▶ [Source information]
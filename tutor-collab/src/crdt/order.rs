//! Document order split into blocks that carry their own counts.
//!
//! ```text
//! sequence:  [ b0 ][ b2 ][ b1 ]          block ids in document order
//! b2:        { arenas: [4, 9, 7], visible: 2 }
//! block_of:  arena → block id            rank: block id → slot in sequence
//! ```
//!
//! A positional query walks the block list summing counts, then scans a
//! single block, so it costs O(n / B + B) rather than O(n).

/// Blocks are split in half once they grow past this.
const BLOCK_CAPACITY: usize = 256;

#[derive(Debug, Clone, Default)]
struct Block {
    arenas: Vec<u32>,
    visible: usize,
}

/// Arena indices in document order, tombstones included.
#[derive(Debug, Clone, Default)]
pub(crate) struct OrderIndex {
    blocks: Vec<Block>,
    sequence: Vec<u32>,
    rank: Vec<u32>,
    block_of: Vec<u32>,
    live: Vec<bool>,
    len: usize,
    visible: usize,
}

impl OrderIndex {
    pub fn new() -> Self {
        Self::default()
    }

    /// Units in order, tombstones included.
    pub fn len(&self) -> usize {
        self.len
    }

    pub fn visible_len(&self) -> usize {
        self.visible
    }

    /// Slot in `sequence` holding order position `pos`, and the offset in
    /// that block. `pos == len` yields `(sequence.len(), 0)`.
    fn seek(&self, pos: usize) -> (usize, usize) {
        let mut remaining = pos;
        for (slot, &id) in self.sequence.iter().enumerate() {
            let len = self.blocks[id as usize].arenas.len();
            if remaining < len {
                return (slot, remaining);
            }
            remaining -= len;
        }
        (self.sequence.len(), 0)
    }

    pub fn get(&self, pos: usize) -> Option<u32> {
        let (slot, offset) = self.seek(pos);
        let id = *self.sequence.get(slot)?;
        self.blocks[id as usize].arenas.get(offset).copied()
    }

    /// Order position of `arena`.
    pub fn position(&self, arena: u32) -> Option<usize> {
        let id = *self.block_of.get(arena as usize)?;
        let block = self.blocks.get(id as usize)?;
        let offset = block.arenas.iter().position(|&a| a == arena)?;
        let slot = self.rank[id as usize] as usize;
        let before: usize = self.sequence[..slot]
            .iter()
            .map(|&b| self.blocks[b as usize].arenas.len())
            .sum();
        Some(before + offset)
    }

    /// Visible units before order position `pos`.
    pub fn visible_before(&self, pos: usize) -> usize {
        let mut remaining = pos;
        let mut count = 0;
        for &id in &self.sequence {
            let block = &self.blocks[id as usize];
            if remaining < block.arenas.len() {
                return count
                    + block.arenas[..remaining]
                        .iter()
                        .filter(|&&a| self.live[a as usize])
                        .count();
            }
            remaining -= block.arenas.len();
            count += block.visible;
        }
        count
    }

    /// Order position and arena of the `n`-th visible unit.
    pub fn nth_visible(&self, n: usize) -> Option<(usize, u32)> {
        let mut remaining = n;
        let mut pos = 0;
        for &id in &self.sequence {
            let block = &self.blocks[id as usize];
            if remaining >= block.visible {
                remaining -= block.visible;
                pos += block.arenas.len();
                continue;
            }
            for (offset, &arena) in block.arenas.iter().enumerate() {
                if !self.live[arena as usize] {
                    continue;
                }
                if remaining == 0 {
                    return Some((pos + offset, arena));
                }
                remaining -= 1;
            }
        }
        None
    }

    /// Insert `arena` at order position `pos` (clamped to the end).
    pub fn insert(&mut self, pos: usize, arena: u32, visible: bool) {
        let slot_for = arena as usize;
        if self.live.len() <= slot_for {
            self.live.resize(slot_for + 1, false);
            self.block_of.resize(slot_for + 1, 0);
        }
        self.live[slot_for] = visible;

        if self.sequence.is_empty() {
            self.blocks.push(Block::default());
            self.sequence.push(0);
            self.rank.push(0);
        }
        let (mut slot, mut offset) = self.seek(pos.min(self.len));
        if slot == self.sequence.len() {
            slot -= 1;
            offset = self.blocks[self.sequence[slot] as usize].arenas.len();
        }

        let id = self.sequence[slot];
        let block = &mut self.blocks[id as usize];
        block.arenas.insert(offset, arena);
        if visible {
            block.visible += 1;
            self.visible += 1;
        }
        let overfull = block.arenas.len() > BLOCK_CAPACITY;
        self.block_of[slot_for] = id;
        self.len += 1;

        if overfull {
            self.split(slot);
        }
    }

    fn split(&mut self, slot: usize) {
        let id = self.sequence[slot] as usize;
        let half = self.blocks[id].arenas.len() / 2;
        let tail = self.blocks[id].arenas.split_off(half);
        let moved = tail.iter().filter(|&&a| self.live[a as usize]).count();
        self.blocks[id].visible -= moved;

        let new_id = self.blocks.len() as u32;
        for &arena in &tail {
            self.block_of[arena as usize] = new_id;
        }
        self.blocks.push(Block { arenas: tail, visible: moved });
        self.sequence.insert(slot + 1, new_id);
        self.rank.push(0);
        for (rank, &block) in self.sequence.iter().enumerate().skip(slot + 1) {
            self.rank[block as usize] = rank as u32;
        }
    }

    /// Tombstone `arena`. Returns false if unknown or already hidden.
    pub fn hide(&mut self, arena: u32) -> bool {
        match self.live.get_mut(arena as usize) {
            Some(live) if *live => *live = false,
            _ => return false,
        }
        let id = self.block_of[arena as usize] as usize;
        self.blocks[id].visible -= 1;
        self.visible -= 1;
        true
    }

    /// Arenas from order position `pos` to the end.
    pub fn iter_from(&self, pos: usize) -> impl Iterator<Item = u32> + '_ {
        let (slot, offset) = self.seek(pos);
        self.sequence[slot..]
            .iter()
            .enumerate()
            .flat_map(move |(i, &id)| {
                let skip = if i == 0 { offset } else { 0 };
                self.blocks[id as usize].arenas[skip..].iter().copied()
            })
    }

    pub fn iter(&self) -> impl Iterator<Item = u32> + '_ {
        self.iter_from(0)
    }
}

▶ [What to work on]
Work through the data above line by line and give the number of lines in which "half" occurs. Add nothing else.

▶ [Solution for this exercise]
3